En Las bailarinas no hablan (Reservoir Books), Florencia Werchowsky narra las peripecias del mundo “real del ballet, más allá de las obviedades de los pies lastimados y las dietas imposibles”.
Medio: Clarín / Entremujeres Por Sabrina Díaz Virzi
Hay una palabra que se repite en varios momentos de Las bailarinas no hablan (Reservoir Books), la segunda y última novela de Florencia Werchowsky: sumisión. Una bailarina clásica que obedece a la madre, acata las órdenes de los maestros y se somete a las opiniones y decisiones de los coreógrafos. En una autobiografía ficcionada, narra peripecias en un ámbito desconocido para la mayoría de los mortales que, con lucidez, trasciende las obviedades de los pies lastimados, las exigencias desmedidas y las dietas imposibles que ya vimos en El Cisne Negro.
Aquí, esta exbailarina que se desempeñó como periodista cuenta la experiencia de una adolescente que deja su pueblo natal rionegrino para radicarse junto a su madre en el centro porteño y cumplir así con ¿su? sueño (y el de su madre y su primera maestra) de entrar al Instituto Superior de Arte del Teatro Colón.
“La bailarina de ballet es un instrumento, una herramienta que tiene que responder a las instrucciones y tener siempre su cuerpo dispuesto a las exigencias de la disciplina. En esa disposición, el habla –que es la forma de expresión personal- está cercenada porque su expresión es la expresión de otros a través de su cuerpo”, dice Werchowsky a Entremujeres/Clarín.
En la novela, como en el mundo “real” del ballet, los hombres gozan de la ventaja de lo escaso: como están –siempre estuvieron- “en extinción” se los cuida y se los conserva, porque los niños que arrancan a bailar también deben sobreponerse a los prejuicios que acompañan a un varón con calzas. “Si bien históricamente los hombres tuvieron posiciones de liderazgo, me da la sensación que hoy en el ballet esto está un poco más equilibrado. Sin embargo, a los hombres no les gusta perder sus espacios y hace que las mujeres que se encuentran en una posición dominante tengan que enfrentarse a injusticias”, comenta la escritora, cuyo primer libro –El telo de papá (2013)- también se encargó de desandar prejuicios.

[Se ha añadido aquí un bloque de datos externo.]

//! Init-time registration tables mapping a type tag to a factory.
//!
//! Backend adapters, reporters and config providers are all looked up this
//! way. A table is filled once at startup and then only read.

use std::collections::HashMap;
use std::fmt;
use std::hash::Hash;
use std::sync::Arc;

/// Factory producing a fresh, uninitialized plugin instance.
pub type Factory<T> = Arc<dyn Fn() -> Box<T> + Send + Sync>;

/// A table of factories keyed by type tag.
pub struct PluginTable<K, T: ?Sized> {
    factories: HashMap<K, Factory<T>>,
}

impl<K, T> PluginTable<K, T>
where
    K: Eq + Hash,
    T: ?Sized,
{
    /// Creates an empty table.
    pub fn new() -> Self {
        Self {
            factories: HashMap::new(),
        }
    }

    /// Registers a factory, replacing any previous one for `key`.
    pub fn register<F>(&mut self, key: K, factory: F) -> &mut Self
    where
        F: Fn() -> Box<T> + Send + Sync + 'static,
    {
        self.factories.insert(key, Arc::new(factory));
        self
    }

    /// Builder-style [`register`](Self::register).
    pub fn with<F>(mut self, key: K, factory: F) -> Self
    where
        F: Fn() -> Box<T> + Send + Sync + 'static,
    {
        self.register(key, factory);
        self
    }

    /// Creates a new instance for `key`, or `None` if nothing is registered.
    pub fn create(&self, key: &K) -> Option<Box<T>> {
        self.factories.get(key).map(|factory| factory())
    }

    /// Returns true if a factory is registered for `key`.
    pub fn supports(&self, key: &K) -> bool {
        self.factories.contains_key(key)
    }

    /// Returns the registered keys.
    pub fn keys(&self) -> impl Iterator<Item = &K> {
        self.factories.keys()
    }

    pub fn len(&self) -> usize {
        self.factories.len()
    }

    pub fn is_empty(&self) -> bool {
        self.factories.is_empty()
    }
}

impl<K: Eq + Hash, T: ?Sized> Default for PluginTable<K, T> {
    fn default() -> Self {
        Self::new()
    }
}

impl<K: Clone, T: ?Sized> Clone for PluginTable<K, T> {
    fn clone(&self) -> Self {
        Self {
            factories: self.factories.clone(),
        }
    }
}

impl<K: fmt::Debug, T: ?Sized> fmt::Debug for PluginTable<K, T> {
    fn fmt(&self, f: &mut fmt::Formatter<'_>) -> fmt::Result {
        f.debug_set().entries(self.factories.keys()).finish()
    }
}

#[cfg(test)]
mod tests {
    use super::*;

    trait Greeter: Send + Sync {
        fn greet(&self) -> String;
    }

    struct English;

    impl Greeter for English {
        fn greet(&self) -> String {
            "hello".to_string()
        }
    }

    #[test]
    fn test_create_registered() {
        let table: PluginTable<&'static str, dyn Greeter> =
            PluginTable::new().with("en", || Box::new(English) as Box<dyn Greeter>);
        assert!(table.supports(&"en"));
        assert_eq!(table.create(&"en").map(|g| g.greet()), Some("hello".to_string()));
    }

    #[test]
    fn test_create_missing() {
        let table: PluginTable<&'static str, dyn Greeter> = PluginTable::new();
        assert!(table.create(&"fr").is_none());
        assert!(table.is_empty());
    }

    #[test]
    fn test_each_create_is_fresh() {
        let table: PluginTable<u8, Vec<u8>> = PluginTable::new().with(1, || Box::new(vec![1]));
        let mut first = table.create(&1).unwrap();
        first.push(2);
        assert_eq!(*table.create(&1).unwrap(), vec![1]);
    }
}
//! Namespace translation between backends with different default namespaces.

use regsync_types::{ConfigGroup, ResourceEndpoint, Service};

/// Maps the source's default namespace onto the destination's.
///
/// Both endpoints must declare `default_namespace` for any translation to
/// happen; every other namespace passes through unchanged.
#[derive(Debug, Clone, Default, PartialEq, Eq)]
pub struct NamespaceAlias {
    source: Option<String>,
    destination: Option<String>,
}

impl NamespaceAlias {
    pub fn between(source: &ResourceEndpoint, destination: &ResourceEndpoint) -> Self {
        Self {
            source: source.default_namespace().map(str::to_string),
            destination: destination.default_namespace().map(str::to_string),
        }
    }

    pub fn translate<'a>(&'a self, namespace: &'a str) -> &'a str {
        match (&self.source, &self.destination) {
            (Some(from), Some(to)) if from == namespace => to,
            _ => namespace,
        }
    }

    pub fn service(&self, service: &Service) -> Service {
        Service::new(self.translate(&service.namespace), service.name.clone())
    }

    pub fn config_group(&self, group: &ConfigGroup) -> ConfigGroup {
        ConfigGroup::new(self.translate(&group.namespace), group.name.clone())
    }
}

#[cfg(test)]
mod tests {
    use super::*;
    use regsync_types::{ResourceType, OPTION_DEFAULT_NAMESPACE};

    fn endpoint(ty: ResourceType, default_ns: Option<&str>) -> ResourceEndpoint {
        let endpoint = ResourceEndpoint::new(ty.as_str(), ty, "127.0.0.1:1");
        match default_ns {
            Some(ns) => endpoint.with_option(OPTION_DEFAULT_NAMESPACE, ns),
            None => endpoint,
        }
    }

    #[test]
    fn test_translates_default_namespace() {
        let alias = NamespaceAlias::between(
            &endpoint(ResourceType::Nacos, Some("")),
            &endpoint(ResourceType::Polaris, Some("default")),
        );
        assert_eq!(alias.service(&Service::new("", "orders")), Service::new("default", "orders"));
        assert_eq!(alias.translate("prod"), "prod");
    }

    #[test]
    fn test_no_translation_without_both_sides() {
        let alias = NamespaceAlias::between(
            &endpoint(ResourceType::Nacos, Some("public")),
            &endpoint(ResourceType::Polaris, None),
        );
        assert_eq!(alias.translate("public"), "public");
        assert_eq!(NamespaceAlias::default().translate(""), "");
    }
}
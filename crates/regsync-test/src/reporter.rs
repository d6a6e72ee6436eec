//! Reporter that keeps every batch it is handed.

use async_trait::async_trait;
use parking_lot::Mutex;
use regsync_core::{ReportHandler, Reporters, SyncResult};
use regsync_types::{ReportTarget, StatInfo, TargetType};
use std::sync::Arc;

#[derive(Default)]
struct Sink {
    batches: Mutex<Vec<StatInfo>>,
    targets: Mutex<Vec<ReportTarget>>,
}

/// Shared view over every reporter instance the factory created.
#[derive(Clone, Default)]
pub struct RecordingReporter {
    sink: Arc<Sink>,
}

impl RecordingReporter {
    pub fn new() -> Self {
        Self::default()
    }

    /// Registers the factory under `target_type`.
    pub fn register(&self, reporters: &mut Reporters, target_type: TargetType) {
        let sink = Arc::clone(&self.sink);
        reporters.register(target_type, move || {
            Box::new(RecordingHandler {
                sink: Arc::clone(&sink),
                target_type,
            }) as Box<dyn ReportHandler>
        });
    }

    pub fn batches(&self) -> Vec<StatInfo> {
        self.sink.batches.lock().clone()
    }

    /// Targets passed to `init`, in order.
    pub fn initialized(&self) -> Vec<ReportTarget> {
        self.sink.targets.lock().clone()
    }
}

struct RecordingHandler {
    sink: Arc<Sink>,
    target_type: TargetType,
}

#[async_trait]
impl ReportHandler for RecordingHandler {
    fn target_type(&self) -> TargetType {
        self.target_type
    }

    async fn init(&mut self, target: &ReportTarget) -> SyncResult<()> {
        self.sink.targets.lock().push(target.clone());
        Ok(())
    }

    async fn report_stat(&self, stat: &StatInfo) {
        self.sink.batches.lock().push(stat.clone());
    }
}
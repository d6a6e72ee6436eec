//! Match rules and the entity identities they select.

use serde::{Deserialize, Serialize};
use std::collections::BTreeMap;
use std::fmt;

/// Name of the group injected into every match.
pub const DEFAULT_GROUP: &str = "default";

/// Service name that expands to every service in the namespace.
pub const MATCH_ALL: &str = "*";

/// A named sub-selector of a service with an optional metadata filter.
#[derive(Debug, Clone, Default, PartialEq, Eq, Hash, PartialOrd, Ord, Serialize, Deserialize)]
pub struct Group {
    pub name: String,
    #[serde(default)]
    pub metadata: BTreeMap<String, String>,
}

impl Group {
    pub fn new(name: impl Into<String>) -> Self {
        Self {
            name: name.into(),
            metadata: BTreeMap::new(),
        }
    }

    /// The implicit `default` group with no filter.
    pub fn default_group() -> Self {
        Self::new(DEFAULT_GROUP)
    }

    pub fn with_metadata(mut self, key: impl Into<String>, value: impl Into<String>) -> Self {
        self.metadata.insert(key.into(), value.into());
        self
    }

    pub fn is_default(&self) -> bool {
        self.name == DEFAULT_GROUP
    }

    /// Returns true if `metadata` carries every key/value of this group's filter.
    pub fn selects(&self, metadata: &BTreeMap<String, String>) -> bool {
        self.metadata
            .iter()
            .all(|(key, value)| metadata.get(key) == Some(value))
    }
}

/// One selection rule of a sync task.
#[derive(Debug, Clone, Default, PartialEq, Eq, Hash, Serialize, Deserialize)]
pub struct Match {
    #[serde(default)]
    pub namespace: String,

    /// Service name for registry tasks, config group name for config tasks.
    #[serde(default, alias = "service", alias = "configGroup")]
    pub name: String,

    #[serde(default)]
    pub groups: Vec<Group>,
}

impl Match {
    pub fn new(namespace: impl Into<String>, name: impl Into<String>) -> Self {
        Self {
            namespace: namespace.into(),
            name: name.into(),
            groups: Vec::new(),
        }
    }

    pub fn with_group(mut self, group: Group) -> Self {
        self.groups.push(group);
        self
    }

    /// An empty match selects nothing and is never expanded.
    pub fn is_empty(&self) -> bool {
        self.namespace.is_empty() && self.name.is_empty() && self.groups.is_empty()
    }

    /// Returns true if the name expands to every entity in the namespace.
    pub fn is_wildcard(&self) -> bool {
        self.name == MATCH_ALL
    }

    /// The groups actually synchronized: the declared ones, with the
    /// `default` group prepended when none of them is named `default`.
    pub fn effective_groups(&self) -> Vec<Group> {
        let mut groups = Vec::with_capacity(self.groups.len() + 1);
        if !self.groups.iter().any(Group::is_default) {
            groups.push(Group::default_group());
        }
        groups.extend(self.groups.iter().cloned());
        groups
    }

    pub fn service(&self) -> Service {
        Service::new(self.namespace.clone(), self.name.clone())
    }

    pub fn config_group(&self) -> ConfigGroup {
        ConfigGroup::new(self.namespace.clone(), self.name.clone())
    }
}

/// Identity of a registry service.
#[derive(Debug, Clone, Default, PartialEq, Eq, Hash, PartialOrd, Ord, Serialize, Deserialize)]
pub struct Service {
    pub namespace: String,
    pub name: String,
}

impl Service {
    pub fn new(namespace: impl Into<String>, name: impl Into<String>) -> Self {
        Self {
            namespace: namespace.into(),
            name: name.into(),
        }
    }
}

impl fmt::Display for Service {
    fn fmt(&self, f: &mut fmt::Formatter<'_>) -> fmt::Result {
        write!(f, "{}/{}", self.namespace, self.name)
    }
}

/// Identity of a configuration group.
#[derive(Debug, Clone, Default, PartialEq, Eq, Hash, PartialOrd, Ord, Serialize, Deserialize)]
pub struct ConfigGroup {
    pub namespace: String,
    pub name: String,
}

impl ConfigGroup {
    pub fn new(namespace: impl Into<String>, name: impl Into<String>) -> Self {
        Self {
            namespace: namespace.into(),
            name: name.into(),
        }
    }
}

impl fmt::Display for ConfigGroup {
    fn fmt(&self, f: &mut fmt::Formatter<'_>) -> fmt::Result {
        write!(f, "{}/{}", self.namespace, self.name)
    }
}
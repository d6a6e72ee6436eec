//! Units of work that move data from a source to a destination.
//!
//! - [`Reconcile`]: a full-state pull over a task's matches, run periodically
//! - [`Subscription`]: an event subscription for one match, driven by a
//!   [`WatchWorker`] until it is established
//! - [`UnwatchTask`]: the one-shot teardown of a subscription
//! - [`WatchHub`]: source subscriptions shared by every task watching the
//!   same entity on the same endpoint

mod config;
mod hub;
mod registry;
pub(crate) mod watch;

pub use config::{ConfigPullTask, ConfigSubscription};
pub use hub::{ConfigHub, Fanout, RegistryHub, WatchHub};
pub use registry::{RegistryPullTask, RegistrySubscription};
pub use watch::{UnwatchTask, WatchKey, WatchState, WatchWorker};

use crate::error::SyncResult;
use async_trait::async_trait;

/// A periodic full-state reconciliation.
#[async_trait]
pub trait Reconcile: Send + Sync {
    /// Short description for logs.
    fn describe(&self) -> String;

    /// Pushes the source's current state to the destination.
    async fn reconcile(&self) -> SyncResult<()>;
}

/// An event subscription on a source.
#[async_trait]
pub trait Subscription: Send + Sync {
    /// Short description for logs.
    fn describe(&self) -> String;

    /// Registers the listener; false if the source refused or failed.
    async fn subscribe(&self) -> bool;

    /// Removes the listener.
    async fn unsubscribe(&self);
}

Asegura que siempre guardó un espacio de su ser para una visión distante de lo que vivía. Así, podía ver el costado casi ridículo de una maestra salteña que afrancesó el nombre y el acento para ser más reconocida o la innumerable cantidad de tuppers de comida y logística imposible que “facilitaban” que ella aprendiera a bailar. “Todos esos valores de extrema disciplina contradecían lo que había aprendido en casa y, si bien siempre tuve una mirada crítica, durante mucho tiempo hice la vista gorda para poder salir adelante (si estás todo el tiempo en crisis con lo que estás haciendo, mejor mandate a mudar)”, dice Florencia. “Pero nunca pude creérmela del todo. Creo que desde esa desconfianza es desde donde me atreví a juzgar y poner todo en perspectiva”.
Transversalmente, la novela relata la historia de las últimas tres décadas del Teatro Colón, pero con un enfoque íntimo: los laberintos húmedos y los camarines compartidos y los nervios del estreno y los obreros que se cruzan con artistas. En esos años hubo algunos aires de cambio: “Mi sensación es que ahora se baila mucho más. El baile llegó a la tele, y eso lo democratiza: es aceptable que un varón baile, que una gorda baile, que una enana baile. Se convirtió en un tipo de disciplina más abierta, permeable, democrática… Creo que hoy hay personas que acceden a bailar que antes probablemente no hubiesen podido hacerlo”. Y agrega: “Creo que ese fenómeno –que no es tan reciente, pero lo estamos viendo más- sitúa a la danza clásica como parte de una disciplina de formación. Entonces, desde ese lugar, tal vez en algún momento haya un acercamiento más desprejuiciado sobre la danza. Me parece que está cambiando, pero todavía no sé muy bien hacia qué lugar”.